WORK TO BE COMPLETED:
Every line with the word "Duration" in it should be extracted from the data that follows.

[STUDY MATERIAL Boundary: Start]

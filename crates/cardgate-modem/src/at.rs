//! AT command set of the Wi-Fi modem.
//!
//! Only the commands the controller issues are modelled. Each command knows
//! its wire form and the response window the modem is given to answer.
//!
//! # Wire Format
//!
//! ```text
//! AT\r\n
//! AT+RST\r\n
//! AT+CWMODE=1\r\n
//! AT+CWJAP="<ssid>","<password>"\r\n
//! AT+CIPSTART="TCP","<host>",<port>\r\n
//! AT+CIPSEND=<n>\r\n
//! <raw payload, no terminator>
//! AT+CIPCLOSE\r\n
//! ```

use std::fmt::{self, Write as _};
use std::time::Duration;

use cardgate_core::constants::{
    AT_TERMINATOR, CLOSE_TIMEOUT_MS, CONNECT_TIMEOUT_MS, JOIN_TIMEOUT_MS, MODE_TIMEOUT_MS,
    PAYLOAD_TIMEOUT_MS, PROBE_TIMEOUT_MS, RESET_TIMEOUT_MS, SEND_SIZE_TIMEOUT_MS,
};

/// Wi-Fi operating mode selected with `AT+CWMODE`.
#[derive(Debug, Clone, Copy, PartialEq, Eq)]
pub enum WifiMode {
    Station = 1,
    SoftAp = 2,
    StationAndSoftAp = 3,
}

/// A command sent to the modem.
///
/// # Examples
///
/// ```
/// use cardgate_modem::AtCommand;
///
/// assert_eq!(AtCommand::Attention.serialize(), b"AT\r\n");
/// assert_eq!(AtCommand::SendSize(42).serialize(), b"AT+CIPSEND=42\r\n");
/// assert_eq!(AtCommand::Payload("raw".into()).serialize(), b"raw");
/// ```
#[derive(Debug, Clone, PartialEq, Eq)]
pub enum AtCommand {
    /// Bare liveness probe.
    Attention,
    /// Restart the modem firmware.
    Reset,
    SetMode(WifiMode),
    JoinNetwork { ssid: String, password: String },
    OpenTcp { host: String, port: u16 },
    /// Announce the byte length of the next payload.
    SendSize(usize),
    /// Raw bytes forwarded on the open connection.
    Payload(String),
    Close,
}

impl AtCommand {
    /// Bytes written to the link for this command.
    #[must_use]
    pub fn serialize(&self) -> Vec<u8> {
        match self {
            AtCommand::Payload(body) => body.as_bytes().to_vec(),
            other => format!("{other}{AT_TERMINATOR}").into_bytes(),
        }
    }

    /// Response window the modem gets for this command.
    #[must_use]
    pub fn default_timeout(&self) -> Duration {
        let millis = match self {
            AtCommand::Attention => PROBE_TIMEOUT_MS,
            AtCommand::Reset => RESET_TIMEOUT_MS,
            AtCommand::SetMode(_) => MODE_TIMEOUT_MS,
            AtCommand::JoinNetwork { .. } => JOIN_TIMEOUT_MS,
            AtCommand::OpenTcp { .. } => CONNECT_TIMEOUT_MS,
            AtCommand::SendSize(_) => SEND_SIZE_TIMEOUT_MS,
            AtCommand::Payload(_) => PAYLOAD_TIMEOUT_MS,
            AtCommand::Close => CLOSE_TIMEOUT_MS,
        };
        Duration::from_millis(millis)
    }

    /// Short name used in log fields.
    #[must_use]
    pub fn name(&self) -> &'static str {
        match self {
            AtCommand::Attention => "AT",
            AtCommand::Reset => "AT+RST",
            AtCommand::SetMode(_) => "AT+CWMODE",
            AtCommand::JoinNetwork { .. } => "AT+CWJAP",
            AtCommand::OpenTcp { .. } => "AT+CIPSTART",
            AtCommand::SendSize(_) => "AT+CIPSEND",
            AtCommand::Payload(_) => "payload",
            AtCommand::Close => "AT+CIPCLOSE",
        }
    }
}

/// Text form without the line terminator. The payload displays verbatim.
impl fmt::Display for AtCommand {
    fn fmt(&self, f: &mut fmt::Formatter) -> fmt::Result {
        match self {
            AtCommand::Attention => write!(f, "AT"),
            AtCommand::Reset => write!(f, "AT+RST"),
            AtCommand::SetMode(mode) => write!(f, "AT+CWMODE={}", *mode as u8),
            AtCommand::JoinNetwork { ssid, password } => {
                write!(f, "AT+CWJAP=\"{}\",\"{}\"", Quoted(ssid), Quoted(password))
            }
            AtCommand::OpenTcp { host, port } => {
                write!(f, "AT+CIPSTART=\"TCP\",\"{host}\",{port}")
            }
            AtCommand::SendSize(len) => write!(f, "AT+CIPSEND={len}"),
            AtCommand::Payload(body) => f.write_str(body),
            AtCommand::Close => write!(f, "AT+CIPCLOSE"),
        }
    }
}

/// String argument with `"`, `,` and `\` backslash-escaped for the modem.
struct Quoted<'a>(&'a str);

impl fmt::Display for Quoted<'_> {
    fn fmt(&self, f: &mut fmt::Formatter) -> fmt::Result {
        for c in self.0.chars() {
            if matches!(c, '"' | ',' | '\\') {
                f.write_char('\\')?;
            }
            f.write_char(c)?;
        }
        Ok(())
    }
}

[STUDY MATERIAL Boundary: End]

WRITTEN ANSWER:
use std::time::Duration;
    pub fn default_timeout(&self) -> Duration {
        Duration::from_millis(millis)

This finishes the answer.